Anders begins by describing “the gift” which we all possess, which is the adaptability of the human brain and body. He explains that the expert performers have taken advantage of that gift - through extensive practice - in order to become experts in their field. As a first example, he presents perfect pitch which was believed to be an innate ability ( you are either born with it or you aren’t ) but was later discovered to be something that can be trained.
How to practice
Three different kinds of practice are presented - naive, purposeful and deliberate practice.
The most common - naive practice - is when we simply repeat the same thing over and over again in “autopilot”. That doesn’t help us improve, as we are sitting comfortably on this “plateau” of acceptable performance which is, for most of us, good enough. Several examples of the above scenario are presented - Doctors who practice medicine for 20 years not being better than fresh doctors with very few years of experience, tennis players who just play recreationally and don’t improve, singers that gather with their band every Saturday for fun, etc.
The second type is purposeful practice. Purposeful practice involves having a specific goal, and giving our full attention in order to achieve it. It requires immediate feedback in order to understand what we are not doing right and fix it. More importantly, it requires that we get out of our comfort zone - enough that we get that push to move beyond our plateaus but not so far that we lose our motivation.
Deliberate practice is basically purposeful practice plus an expert coach that can teach us. Deliberate practice exists in highly developed - competitive fields, where there are objective win / loss / evaluation criteria. Those competitive fields offer high incentives ( fame, money ) and there are established best ways to practice and available experts to teach those.
Deliberate practice is the “gold standard”, and we should aim for that when possible.
One of the main objectives of deliberate practice is developing effective mental representations.
Mental representations are a way to retrieve large amounts of information at once - a way to sidestep the short term memory. They help chess experts immediately identify who’s having an advantage just by taking a quick look at a chess board. Expert software engineers identify code smells based on them and expert tennis players know where the ball will land without looking - just by feeling the contact with the racket.

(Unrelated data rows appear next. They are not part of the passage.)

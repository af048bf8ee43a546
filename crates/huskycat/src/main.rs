use anyhow::Result;
use clap::Parser;
use hc_core::{AppError, EXIT_DIAGNOSTICS, EXIT_OK};

mod adapters;
mod cli;
mod dispatch;
mod files;
mod mcp_server;
mod setup_cmds;
mod status_cmd;

use cli::{Cli, Commands, ValidateArgs};

#[tokio::main]
async fn main() {
    let cli = Cli::parse();

    // Logs go to stderr so stdout stays machine-readable in CI, Pipeline,
    // and MCP modes.
    let default_filter = match cli.verbose {
        0 => "warn",
        1 => "info",
        _ => "debug",
    };
    tracing_subscriber::fmt()
        .with_writer(std::io::stderr)
        .with_env_filter(
            tracing_subscriber::EnvFilter::try_from_default_env()
                .unwrap_or_else(|_| tracing_subscriber::EnvFilter::new(default_filter)),
        )
        .try_init()
        .ok();

    let exit_code = match run(cli).await {
        Ok(code) => code,
        Err(e) => match e.downcast_ref::<AppError>() {
            Some(app_error) => {
                eprintln!("huskycat: {app_error}");
                app_error.exit_code()
            }
            None => {
                eprintln!("huskycat: {e:#}");
                EXIT_DIAGNOSTICS
            }
        },
    };
    std::process::exit(exit_code);
}

async fn run(cli: Cli) -> Result<i32> {
    match cli.command {
        None => validate(cli.mode, cli.validate).await,
        Some(Commands::Validate(args)) => validate(cli.mode, args).await,
        Some(Commands::SetupHooks { force, hooks_dir }) => {
            setup_cmds::handle_setup_hooks(force, hooks_dir)?;
            Ok(EXIT_OK)
        }
        Some(Commands::Install { force }) => {
            setup_cmds::handle_install(force)?;
            Ok(EXIT_OK)
        }
        Some(Commands::Bootstrap { force }) => {
            setup_cmds::handle_bootstrap(force)?;
            Ok(EXIT_OK)
        }
        Some(Commands::Status) => {
            status_cmd::handle_status()?;
            Ok(EXIT_OK)
        }
        Some(Commands::McpServer) => {
            mcp_server::run_mcp_server().await?;
            Ok(EXIT_OK)
        }
        Some(Commands::CommitMsg { file }) => {
            let message = std::fs::read_to_string(&file)
                .map_err(|_| AppError::Input(file.display().to_string()))?;
            match hc_hooks::check_commit_message(&message) {
                Ok(()) => Ok(EXIT_OK),
                Err(reason) => {
                    eprintln!("huskycat: {reason}");
                    Ok(EXIT_DIAGNOSTICS)
                }
            }
        }
    }
}

async fn validate(mode_flag: Option<hc_core::Mode>, args: ValidateArgs) -> Result<i32> {
    let mode = dispatch::detect_mode(mode_flag)?;
    dispatch::run_validate(mode, &args).await
}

Those patterns, that those experts have developed with extensive practice, are what really sets them apart from the rest.
Characteristics of Deliberate Practice
As discussed earlier, deliberate involves having specific goals, intense focus, immediate feedback, frequent discomfort and expert coaching. Here are some characteristics that need to be introduced into the process in order for it to be more effective.

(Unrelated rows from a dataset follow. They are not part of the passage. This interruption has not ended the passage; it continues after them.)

//! Non-blocking hook support: persisted run records, PID files, per-run
//! logs, detached background validators, and zombie reaping.
//!
//! Cross-process consistency relies on exactly one mechanism: every writer
//! publishes files via temp-file-then-rename, and each run id has a single
//! writer (the child that owns it). The parent only ever reads.

pub mod fork;
pub mod liveness;
pub mod record;
pub mod store;

pub use fork::fork_validation;
pub use liveness::is_process_alive;
pub use record::{file_set_hash, RunRecord, RunStatus, RunToolState};
pub use store::{ProceedDecision, RunStore};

Practice on real world conditions
Practising at real world condition plays an important role in improving one’s abilities on a particular subject. Anders gives top gun as an example of that approach, where the US navy pilots managed to significantly improve their performance on air dogfights with this programme.
Getting past those “plateaus” of performance is very difficult. However, research has shown that immutable limits are very rare, which means that obstacles can most usually be overcome. It’s usually not a matter of trying harder - just throwing more hours itself won’t do it - we need to try differently. During that process, it is very common we lose our motivation, believing that we have reached our highest potential, so we sometimes give up. It is therefore of great importance to stay motivated during that process, by receiving positive feedback (e.g. from the coach or family ), having an incentive to continue ( reward, fame). Also, being part of a group which shares the same goals, and whose members are encouraging each other can be extremely helpful.

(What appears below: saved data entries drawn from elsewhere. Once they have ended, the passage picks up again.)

//! The per-work-item validation engine: resolve the tool, pick check or fix
//! argv, run with the descriptor's timeout, and map the outcome to a
//! [`ValidationResult`]. All failures are recovered into results; nothing
//! here aborts the run.

use std::ffi::OsStr;
use std::path::Path;

use hc_core::ValidationResult;
use hc_exec::{run_with_timeout, Resolver};
use sha2::{Digest, Sha256};
use tracing::debug;

use crate::descriptor::ToolDescriptor;

/// Run one (tool, file) work item.
///
/// `do_fix` is the already-resolved policy decision for this tool; the
/// engine still refuses to fix tools without a fix operation. Whether the
/// fix actually modified the file is detected by hashing the file around
/// the invocation, which works uniformly across tools whose own reporting
/// differs.
pub async fn run_tool(
    resolver: &Resolver,
    descriptor: &ToolDescriptor,
    file: &Path,
    do_fix: bool,
    extra_args: &[String],
    workdir: &Path,
    search_path: Option<&OsStr>,
) -> ValidationResult {
    let invocation = match resolver.resolve(descriptor.name, descriptor.executable) {
        Ok(invocation) => invocation,
        Err(_) => return ValidationResult::unavailable(descriptor.name, file),
    };

    let fixing = do_fix && descriptor.fixable();
    let argv = if fixing {
        (descriptor.fix_args.expect("fixable implies fix_args"))(file, extra_args)
    } else {
        (descriptor.check_args)(file, extra_args)
    };

    let before = fixing.then(|| content_hash(file)).flatten();

    debug!(
        tool = descriptor.name,
        file = %file.display(),
        tier = %invocation.tier,
        fixing,
        "running tool"
    );

    let outcome = match run_with_timeout(
        &invocation,
        &argv,
        workdir,
        descriptor.timeout,
        search_path,
    )
    .await
    {
        Ok(outcome) => outcome,
        Err(e) => {
            return ValidationResult::from_findings(
                descriptor.name,
                file,
                vec![format!("{} failed to start: {e:#}", descriptor.name)],
                Vec::new(),
                std::time::Duration::ZERO,
            );
        }
    };

    if outcome.timed_out {
        return ValidationResult::timed_out(descriptor.name, file, descriptor.timeout);
    }

    let parsed = (descriptor.parser)(outcome.exit_code, &outcome.stdout, &outcome.stderr);
    let fixed = match before {
        Some(before_hash) => content_hash(file).is_some_and(|after| after != before_hash),
        None => false,
    };

    ValidationResult::from_findings(
        descriptor.name,
        file,
        parsed.errors,
        parsed.warnings,
        outcome.duration,
    )
    .with_diagnostics(parsed.diagnostics)
    .with_fixed(fixed)
}

fn content_hash(file: &Path) -> Option<[u8; 32]> {
    let bytes = std::fs::read(file).ok()?;
    Some(Sha256::digest(&bytes).into())
}
//! Git hook installation and the commit-message format check.

pub mod commit_msg;
pub mod scripts;

pub use commit_msg::check_commit_message;
pub use scripts::{install_hooks, render_hook, HookKind, InstallReport};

Deliberate practice usually takes place every day. Experts have installed routines which allow them to effortlessly practice every day without even thinking about it. This long term practice is far more important than an initial advantage that someone could have, for example by a higher IQ.
Anders ends this book by suggesting that one of the main characteristics of human beings is that we have the ability to continuously improve ourselves. Everyone therefore, should follow their dream, and by applying the principles of deliberate practice a whole new world of possibilities - one that we thought was out of reach - opens up.